Молодежь – наиболее инновационная часть населения любой страны, изначально ориентированная на новизну, нерешенные еще проблемы, революционные и другие кардинальные изменения в обществе. Эту способность к инновации и творчеству нередко ищут в возрасте самом по себе как биологической характеристике человека, природной креативности молодежи, особенностях ее психики. В самом общем виде креативность выражает собой те особенности психики, которые способствуют в психологическом смысле становлению и проявлению творчества. Исследуются, в частности, взаимосвязь и взаимообусловленность креативности общения и креативности мышления молодежи. К признакам креативности общения чаще всего относятся: оригинальность как способность к новизне, как нестандартность разрешения коммуникативных ситуаций; гибкость как способность к продуцированию разнообразных вариантов решения проблем межличностного взаимодействия; широта как выработка большого количества вариантов решения проблем взаимодействия. По мнению отдельных исследователей данной проблемы, креативность мышления и креативность общения являются взаимосвязанными и взаимозависимыми понятиями и составляют вместе особое свойство личности, которое проявляется в развитии как самой личности, так и окружающего мира. И если в недавнем прошлом под творчеством понимались преимущественно духовная деятельность, умственный труд, то сегодня все больше говорится о творческой одаренности в духовной сфере: в музыке, живописи и других искусствах; научном, техническом, социальном и других видах деятельности.
На неправомерность сведения творчества лишь к искусству и связанное с этим узкое понимание творческого дарования более 75 лет тому назад обратил внимание выдающийся американский предприниматель, основоположник автомобильной индустрии США Г. Форд.

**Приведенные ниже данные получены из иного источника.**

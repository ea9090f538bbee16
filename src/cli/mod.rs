//! CLI command handling
//!
//! Loads the engine configuration, then runs, watches or inspects a test
//! directory.

mod report;

pub use report::ConsoleReporter;

use std::path::Path;

use colored::Colorize;

use crate::commands::{Commands, GlobalOptions};
use crate::common::config::Config;
use crate::common::{logging, Error, Result};
use crate::orchestrator::{signals, Orchestrator};
use crate::supervisor::Supervisor;
use crate::testenv::{client, Cascade, ClientSpec, TestPlan};

/// Dispatch a CLI command
///
/// Returns whether the command completed cleanly; per-participant failures
/// are reported, not returned.
pub async fn dispatch(command: Commands, options: GlobalOptions) -> Result<bool> {
    let config = load_config(&options)?;
    logging::init(options.verbose, config.logging.file.as_deref());

    match command {
        Commands::Run { test_dir } => run(config, &test_dir).await,

        Commands::Watch { test_dir } => {
            let shell = config.remote_shell()?;
            let test_root = test_dir.canonicalize().unwrap_or(test_dir);
            Supervisor::new(config, shell, test_root, ConsoleReporter)
                .run()
                .await
        }

        Commands::Show { test_dir, client } => {
            show(&config, &test_dir, &client)?;
            Ok(true)
        }
    }
}

/// Engine configuration with command-line overrides applied
pub fn load_config(options: &GlobalOptions) -> Result<Config> {
    let mut config = Config::load(options.config.as_deref())?;
    if let Some(dir) = &options.script_dir {
        config.engine.script_dir = Some(dir.clone());
    }
    if let Some(shell) = &options.remote_shell {
        config.engine.remote_shell = shell.split_whitespace().map(str::to_string).collect();
    }
    Ok(config)
}

async fn run(config: Config, test_dir: &Path) -> Result<bool> {
    let test_root = test_dir.canonicalize().unwrap_or_else(|_| test_dir.to_path_buf());
    let plan = TestPlan::load(&Cascade::from_config(&config, &test_root))?;
    let shell = config.remote_shell()?;

    let mut orchestrator = Orchestrator::new(&config, shell);
    let listener = signals::spawn_listener(orchestrator.control())?;

    let report = orchestrator.run_test(plan, &mut ConsoleReporter).await?;
    listener.abort();

    report::print_summary(&report);
    Ok(report.teardown.is_clean())
}

fn show(config: &Config, test_dir: &Path, name: &str) -> Result<()> {
    if !test_dir.is_dir() {
        return Err(Error::TestRootNotFound(test_dir.to_path_buf()));
    }
    let role = client::discover(test_dir)?
        .into_iter()
        .find(|(n, _)| n == name)
        .map(|(_, role)| role)
        .ok_or_else(|| Error::UnknownClient(name.to_string()))?;

    let cascade = Cascade::from_config(config, test_dir);
    let env = cascade.resolve(name);
    let app_type = env
        .get(crate::testenv::keys::TEST_APPTYPE)
        .map(String::as_str)
        .filter(|t| !t.is_empty());

    println!("{} {} ({})", "Participant:".bold(), name, role);
    println!("{}", "Sources:".bold());
    for source in cascade.sources(name, app_type) {
        if source.is_file() {
            println!("  {} {}", "✓".green(), source.display());
        } else {
            println!("  {} {}", "-".dimmed(), source.display().to_string().dimmed());
        }
    }

    println!("{}", "Resolved:".bold());
    for (key, value) in &env {
        println!("  {key}={value}");
    }

    match ClientSpec::from_mapping(name, role, env) {
        Ok(spec) => {
            println!("{}", "Launch:".bold());
            println!("  host:        {}", spec.host.as_deref().unwrap_or("<none>"));
            println!("  launcher:    {}", spec.launcher);
            if let Some(delay) = spec.start_delay() {
                println!("  start delay: {:?}", delay);
            }
            if let Some(duration) = spec.duration() {
                println!("  duration:    {:?}", duration);
            }
        }
        Err(e) => println!("{} {}", "✗".red(), e),
    }
    Ok(())
}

Это во многом послужило толчком к пересмотру традиционных точек зрения. С этого времени творческие способности молодежи связываются не столько с культурой, сколько с психологией личности. Само же творчество представляется как некая универсальная общечеловеческая характеристика, определяемая лишь врожденными способностями юных дарований, которые следует вовремя заметить и развить в нужном направлении.
Такая позиция не выдерживает критики по целому ряду причин. К тому же она не только не преодолевает социально-культурный подход к решению проблемы творчества, но и сама является частным взглядом на данную проблему с позиции культуры американского общества. Для развития природных способностей индивида необходима не только поддержка извне, но мобилизация собственной воли, развитие собственного самосознания на основе тех или иных представлений о должном поведении. «При таком способе освоения явления действительности рассматриваются не в их фактическом бытии, нейтральном по отношению к человеку, а именно в отношении с его субъективным стремлением и интересом» [3, c. 35].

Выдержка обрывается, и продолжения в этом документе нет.